Controversial new indie game Privates is unlikely to appear on Xbox Live Arcade, according to new comments from a Microsoft spokesman.
The game is a twin-stick shoot 'em-up in which players control a team of shrunken condom-hatted marines as they battle "monsters" in "people's vaginas and bottoms".
Speaking to website seattlepi.com spokesman David Dennis stated that, "This game has not been submitted to our pre-publication peer review process, and it has not been approved for distribution on Xbox Live Indie Games."
"We have guidelines in place that closely track requirements of content ratings boards worldwide and, among other things, prohibit the publication of strong sexual content," he said.

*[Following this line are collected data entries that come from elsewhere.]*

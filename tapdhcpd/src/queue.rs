//! Queue Multiplexer (§4.5): owns the kernel packet-queue handles plus the
//! filesystem-watcher descriptor, and performs readiness-based
//! demultiplexing with a 1-second tick.
//!
//! This module is deliberately mechanical — it knows how to wait for
//! readiness and drain whichever descriptor is ready, but has no opinion on
//! what a DHCP/RS/NS packet *means*. [`crate::server`] wires the drained
//! messages into the Binding Store and the three responders.

use std::collections::HashSet;
use std::os::fd::{AsRawFd, BorrowedFd, RawFd};
use std::path::Path;

use inotify::{EventMask, Inotify, WatchDescriptor, WatchMask};
use nfq::Queue;
use nix::poll::{poll, PollFd, PollFlags};
use thiserror::Error;

/// Which responder a queue's captured traffic belongs to.
#[derive(Debug, Clone, Copy, PartialEq, Eq, Hash)]
pub enum QueueRole {
    Dhcp,
    Rs,
    Ns,
}

/// The three queue numbers from the CLI; any may be `None` to disable that role.
#[derive(Debug, Clone, Copy, Default)]
pub struct QueueNumbers {
    pub dhcp: Option<u16>,
    pub rs: Option<u16>,
    pub ns: Option<u16>,
}

impl QueueNumbers {
    fn entries(&self) -> [(QueueRole, Option<u16>); 3] {
        [
            (QueueRole::Dhcp, self.dhcp),
            (QueueRole::Rs, self.rs),
            (QueueRole::Ns, self.ns),
        ]
    }
}

#[derive(Debug, Error)]
pub enum QueueError {
    #[error("queue numbers collide: {a:?} and {b:?} are both {num}")]
    Collision {
        a: QueueRole,
        b: QueueRole,
        num: u16,
    },
    #[error("failed to open NFQUEUE handle for {role:?}: {source}")]
    Open {
        role: QueueRole,
        #[source]
        source: std::io::Error,
    },
    #[error("failed to bind NFQUEUE {num} for {role:?}: {source}")]
    Bind {
        role: QueueRole,
        num: u16,
        #[source]
        source: std::io::Error,
    },
    #[error("failed to set NFQUEUE {role:?} nonblocking: {source}")]
    Nonblocking {
        role: QueueRole,
        #[source]
        source: std::io::Error,
    },
    #[error("failed to initialize filesystem watcher: {0}")]
    WatcherInit(#[source] std::io::Error),
    #[error("failed to watch configuration directory {path}: {source}")]
    Watch {
        path: std::path::PathBuf,
        #[source]
        source: std::io::Error,
    },
    #[error("readiness wait failed: {0}")]
    Poll(#[source] nix::Error),
    #[error("failed to receive from queue {role:?}: {source}")]
    Recv {
        role: QueueRole,
        #[source]
        source: std::io::Error,
    },
}

/// Maximum number of packets the kernel will hold for one queue before
/// dropping them ahead of user space (§5, §6).
const QUEUE_MAX_LEN: u32 = 5000;

struct BoundQueue {
    role: QueueRole,
    queue: Queue,
}

/// Owns every open NFQUEUE handle plus the inotify watch on the
/// configuration directory, and demultiplexes readiness across both kinds
/// of descriptor with a 1-second tick (§4.5).
pub struct Multiplexer {
    queues: Vec<BoundQueue>,
    watcher: Inotify,
    _watch: WatchDescriptor,
}

/// What [`Multiplexer::wait`] found ready in one iteration.
pub struct Readiness {
    pub fs_events_pending: bool,
    pub ready_roles: Vec<QueueRole>,
}

impl Multiplexer {
    /// Open every non-disabled queue and the filesystem watcher. Refuses to
    /// start if two enabled queue roles share a number (Open Question 1) —
    /// the source daemon this was modeled on let DHCP and RS collide at 42,
    /// which this implementation treats as a configuration error instead.
    pub fn open(numbers: QueueNumbers, config_dir: &Path) -> Result<Self, QueueError> {
        let enabled: Vec<(QueueRole, u16)> = numbers
            .entries()
            .into_iter()
            .filter_map(|(role, num)| num.map(|n| (role, n)))
            .collect();

        let mut seen: HashSet<u16> = HashSet::new();
        for (role, num) in &enabled {
            if !seen.insert(*num) {
                let other = enabled
                    .iter()
                    .find(|(r, n)| n == num && *r != *role)
                    .map(|(r, _)| *r)
                    .unwrap_or(*role);
                return Err(QueueError::Collision {
                    a: *role,
                    b: other,
                    num: *num,
                });
            }
        }

        let mut queues = Vec::with_capacity(enabled.len());
        for (role, num) in enabled {
            let mut queue = Queue::open().map_err(|source| QueueError::Open { role, source })?;
            queue
                .bind(num)
                .map_err(|source| QueueError::Bind { role, num, source })?;
            // Required for `drain_queue`'s `WouldBlock` break to ever fire —
            // without this, `recv()` blocks forever once the queue empties,
            // starving every other queue and the filesystem watcher.
            queue
                .set_nonblocking(true)
                .map_err(|source| QueueError::Nonblocking { role, source })?;
            let _ = queue.set_queue_max_len(QUEUE_MAX_LEN);
            queues.push(BoundQueue { role, queue });
        }

        let mut watcher = Inotify::init().map_err(QueueError::WatcherInit)?;
        let watch = watcher
            .watches()
            .add(
                config_dir,
                WatchMask::CLOSE_WRITE | WatchMask::DELETE | WatchMask::MOVED_FROM,
            )
            .map_err(|source| QueueError::Watch {
                path: config_dir.to_path_buf(),
                source,
            })?;

        Ok(Self {
            queues,
            watcher,
            _watch: watch,
        })
    }

    /// Block for up to one second on readiness across every open descriptor.
    pub fn wait(&self) -> Result<Readiness, QueueError> {
        let watcher_fd = self.watcher.as_raw_fd();
        let mut fds: Vec<PollFd> = Vec::with_capacity(self.queues.len() + 1);
        fds.push(borrowed_pollfd(watcher_fd));
        for q in &self.queues {
            fds.push(borrowed_pollfd(q.queue.as_raw_fd()));
        }

        const TICK_MS: i32 = 1000;
        poll(&mut fds, TICK_MS).map_err(QueueError::Poll)?;

        let fs_events_pending = fds[0]
            .revents()
            .map(|r| r.contains(PollFlags::POLLIN))
            .unwrap_or(false);

        let mut ready_roles = Vec::new();
        for (pollfd, bound) in fds[1..].iter().zip(&self.queues) {
            if pollfd
                .revents()
                .map(|r| r.contains(PollFlags::POLLIN))
                .unwrap_or(false)
            {
                ready_roles.push(bound.role);
            }
        }

        Ok(Readiness {
            fs_events_pending,
            ready_roles,
        })
    }

    /// Drain every pending inotify event. Config changes are always fully
    /// processed before any packet is handled in the same iteration (§4.5).
    pub fn drain_fs_events(&mut self) -> Result<Vec<FsEvent>, QueueError> {
        let mut buffer = [0u8; 4096];
        let events = self
            .watcher
            .read_events(&mut buffer)
            .map_err(QueueError::WatcherInit)?;
        Ok(events
            .filter_map(|event| {
                let name = event.name?.to_str()?.to_string();
                if event.mask.contains(EventMask::DELETE) || event.mask.contains(EventMask::MOVED_FROM) {
                    Some(FsEvent::Removed(name))
                } else if event.mask.contains(EventMask::CLOSE_WRITE) {
                    Some(FsEvent::Written(name))
                } else {
                    None
                }
            })
            .collect())
    }

    /// Drain every packet pending on `role`'s queue, handing each one to
    /// `handler` and applying exactly the verdict it returns (§5, §8 invariant 1).
    ///
    /// `handler` also receives the packet's source hardware address when
    /// libnetfilter_queue reported one (`NFQA_HWADDR`) — the RS responder
    /// needs it as an L2-destination fallback when a solicitation carries no
    /// source-link-layer-address option (§4.7).
    pub fn drain_queue(
        &mut self,
        role: QueueRole,
        mut handler: impl FnMut(u32, Option<[u8; 6]>, &[u8]) -> Verdict,
    ) -> Result<(), QueueError> {
        let Some(bound) = self.queues.iter_mut().find(|q| q.role == role) else {
            return Ok(());
        };
        loop {
            let mut message = match bound.queue.recv() {
                Ok(message) => message,
                Err(err) if err.kind() == std::io::ErrorKind::WouldBlock => break,
                Err(source) => return Err(QueueError::Recv { role, source }),
            };
            let ifindex = message.get_indev();
            let hw_addr = message
                .get_hw_addr()
                .and_then(|addr| <[u8; 6]>::try_from(addr).ok());
            let verdict = handler(ifindex, hw_addr, message.get_payload());
            message.set_verdict(verdict.into());
            bound.queue.verdict(message).map_err(|source| QueueError::Recv { role, source })?;
        }
        Ok(())
    }
}

fn borrowed_pollfd(fd: RawFd) -> PollFd<'static> {
    // SAFETY: the originating `Queue`/`Inotify` outlives this poll call —
    // `wait` never returns these fds past the function in which they're built.
    let borrowed = unsafe { BorrowedFd::borrow_raw(fd) };
    PollFd::new(borrowed, PollFlags::POLLIN)
}

/// The verdict a responder issues on a captured packet (§5, glossary).
#[derive(Debug, Clone, Copy, PartialEq, Eq)]
pub enum Verdict {
    Drop,
    Accept,
}

impl From<Verdict> for nfq::Verdict {
    fn from(v: Verdict) -> Self {
        match v {
            Verdict::Drop => nfq::Verdict::Drop,
            Verdict::Accept => nfq::Verdict::Accept,
        }
    }
}

/// One filesystem-watcher event, already reduced to the two kinds §4.4 cares
/// about (file-closed-after-write, file-deleted/moved-away).
#[derive(Debug, Clone, PartialEq, Eq)]
pub enum FsEvent {
    Written(String),
    Removed(String),
}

"While we haven’t seen this game, we can confirm that if it is consistent with the description we have seen on the Internet, this game would not pass peer review and would not be permitted to be distributed on Xbox Live", he added.
The new game is the latest from UK indie developer Zombie Cow Studios, previously responsible for ribald graphic adventures Ben There, Dan That ! and Time Gentleman, Please; as well as shoot 'em-up Gibbage and puzzler Cruxade.
Privates was announced last month for the PC and Xbox Live Arcade and has been created with funding from UK television broadcaster Channel 4. According to designer Dan Marshall the game was created to follow health guidelines from the UK's National Curriculum.
Also speaking to the seattlepi.com, Marshall indicated that he was not concerned about Microsoft approval, commenting: "It's one of those bridges we'll just have to cross when it comes to it."
"There was always going to be a risk it won't pass peer review, but obviously we'll do whatever we can to get the Xbox version out," said Marshall. "It'd be a shame if a huge number of teenagers missed out on some quality gaming and vital education because of some abstract, cellular-level innards and pubic hairs."
"Although the content nudges the boundaries of the XBIG terms, I'm pretty sure we're acceptably within them – particularly when the educational value of the title becomes apparent," he added.